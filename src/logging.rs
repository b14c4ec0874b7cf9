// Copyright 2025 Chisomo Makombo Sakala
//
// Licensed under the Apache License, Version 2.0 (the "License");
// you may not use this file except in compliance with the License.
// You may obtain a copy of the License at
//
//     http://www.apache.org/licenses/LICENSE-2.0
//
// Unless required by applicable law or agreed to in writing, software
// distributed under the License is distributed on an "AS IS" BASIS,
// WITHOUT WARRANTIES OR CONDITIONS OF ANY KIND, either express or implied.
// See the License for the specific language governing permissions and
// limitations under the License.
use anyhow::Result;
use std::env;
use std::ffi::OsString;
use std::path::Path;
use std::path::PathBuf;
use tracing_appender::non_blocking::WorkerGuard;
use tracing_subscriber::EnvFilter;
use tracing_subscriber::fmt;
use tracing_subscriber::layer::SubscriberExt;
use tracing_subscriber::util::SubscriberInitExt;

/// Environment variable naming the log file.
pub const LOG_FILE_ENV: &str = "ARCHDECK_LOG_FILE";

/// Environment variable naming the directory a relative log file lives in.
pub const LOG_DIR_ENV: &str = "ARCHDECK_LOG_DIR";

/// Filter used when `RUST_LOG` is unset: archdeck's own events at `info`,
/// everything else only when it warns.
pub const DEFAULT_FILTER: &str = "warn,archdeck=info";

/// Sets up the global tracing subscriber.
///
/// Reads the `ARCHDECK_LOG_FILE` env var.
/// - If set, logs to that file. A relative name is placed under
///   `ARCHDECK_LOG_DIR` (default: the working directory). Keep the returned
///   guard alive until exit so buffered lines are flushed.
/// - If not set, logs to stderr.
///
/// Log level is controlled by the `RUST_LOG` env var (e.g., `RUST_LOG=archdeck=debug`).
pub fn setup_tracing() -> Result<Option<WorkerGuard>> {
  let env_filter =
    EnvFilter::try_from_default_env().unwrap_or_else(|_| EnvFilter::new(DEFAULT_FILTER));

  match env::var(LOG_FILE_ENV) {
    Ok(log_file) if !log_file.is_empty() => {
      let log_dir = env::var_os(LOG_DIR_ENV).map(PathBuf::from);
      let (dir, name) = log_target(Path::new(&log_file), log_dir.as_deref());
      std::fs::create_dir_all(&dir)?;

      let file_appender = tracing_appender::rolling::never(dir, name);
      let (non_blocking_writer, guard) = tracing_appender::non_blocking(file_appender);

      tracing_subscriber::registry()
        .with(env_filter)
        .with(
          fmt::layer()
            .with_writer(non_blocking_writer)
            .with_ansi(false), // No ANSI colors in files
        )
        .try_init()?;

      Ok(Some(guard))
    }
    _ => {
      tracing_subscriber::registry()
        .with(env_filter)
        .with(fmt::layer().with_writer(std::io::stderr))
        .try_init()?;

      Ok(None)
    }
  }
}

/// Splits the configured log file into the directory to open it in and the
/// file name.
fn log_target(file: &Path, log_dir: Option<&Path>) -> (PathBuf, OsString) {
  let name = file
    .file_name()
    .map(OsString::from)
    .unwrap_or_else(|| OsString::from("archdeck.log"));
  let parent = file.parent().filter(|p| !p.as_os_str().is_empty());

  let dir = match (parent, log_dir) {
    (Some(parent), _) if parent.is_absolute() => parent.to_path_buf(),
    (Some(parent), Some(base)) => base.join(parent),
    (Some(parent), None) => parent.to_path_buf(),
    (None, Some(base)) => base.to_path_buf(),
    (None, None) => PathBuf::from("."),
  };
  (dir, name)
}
* * *
» **WHAT IS BEING ASKED**:
Give the number of lines in the entries above that include the word "info", and nothing more.

» **PROBLEM SOLUTION**:
2